Anything is possible
Reply to  sunshinehours1
September 13, 2014 12:35 pm

Anyone disputing the new record can check it out for themselves here :
ftp://sidads.colorado.edu/DATASETS/NOAA/G02135/south/daily/data/SH_seaice_extent_final.csv

September 13, 2014 12:12 pm

Its OK, within a month the media will be able to report that the Antarctic is losing sea ice.

Jeff Mitchell
September 13, 2014 12:18 pm

Tiny Tim sang about melting ice caps back in the 60s when almost no one was thinking about global warming. https://www.youtube.com/watch?v=1se9xbRRZL8 I never thought I would be reminded of it by a climate blog in 2014…. That was almost 50 years ago during a cooling period.

Otter (ClimateOtter on Twitter)
September 13, 2014 12:20 pm

‘We don’t have data prior to that.’
But you can BET, if it were setting a record minimum, that they’d be saying ‘since 1979,’ as if the billion years before that were all meaningless to the equation.

Ralph Knapp
September 13, 2014 12:20 pm

Damn Global Warming! 🙂

Reply to  Ralph Knapp
September 13, 2014 2:46 pm

Wrong, Ralph! It’s weather. 🙂

September 13, 2014 12:49 pm

I have a serious question.
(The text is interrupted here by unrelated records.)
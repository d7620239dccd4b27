use chrono::{DateTime, Utc};

/// A logged-in admin, resolved from a bearer token by `require_admin_session`
#[derive(Debug, Clone, PartialEq)]
pub struct AdminSession {
    pub token: String,
    pub created_at: DateTime<Utc>,
    pub expires_at: DateTime<Utc>,
}

impl AdminSession {
    pub fn is_expired_at(&self, now: DateTime<Utc>) -> bool {
        now >= self.expires_at
    }
}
Is the temperature warmer or colder there now?
Kind of puts the whole global temperature anomaly in a new perspective doesn’t it.

Bryan A
Reply to  Genghis
September 13, 2014 1:29 pm

Here is a list of temperature databases for the continent
http://cdiac.ornl.gov/epubs/ndp/ndp032/ndp032.html
It appears that the majority of the continent has warmen only slightly (from freezeing your assetts off to numbing your nads)
while the Pensinula region has warmed by about 2.8C from toe numbing cold to simply teeth chattering cold

Reply to  Genghis
September 13, 2014 3:06 pm

Serious answer: See for yourself at http://nsstc.uah.edu/climate/2014/august2014/Aug2014map.png
From http://nsstc.uah.edu/climate/ (older maps are available)

Reply to  Andres Valencia
September 13, 2014 5:16 pm

So warming really does increase the ice extent. Something is wrong with that, but I can’t quite put my finger on it : )

David A
Reply to  Andres Valencia
September 13, 2014 6:17 pm

The warming is marginal, and disputed, however SST have declined.

September 13, 2014 1:15 pm

“Extreme” weather – just as predicted.
We’re dooooomed!!!

SIGINT EX
September 13, 2014 1:26 pm

Kerry and company will wiz off to Patagonia aboard Air Force 0.420 and have a photo op to call for the Strategic Air Command to bomb ICE (Islamic Contra Extremists) back to the Stone(d) Age.
Ha ha

Don
September 13, 2014 1:59 pm

Any loss of Antarctic ‘land ice’ is due to it marching itself off to the sea, and/or volcanic activity in certain areas warming the water enough to cause some melt from beneath. But what is the average daily temperature there? So loss of land ice is not happening because of anything man has done.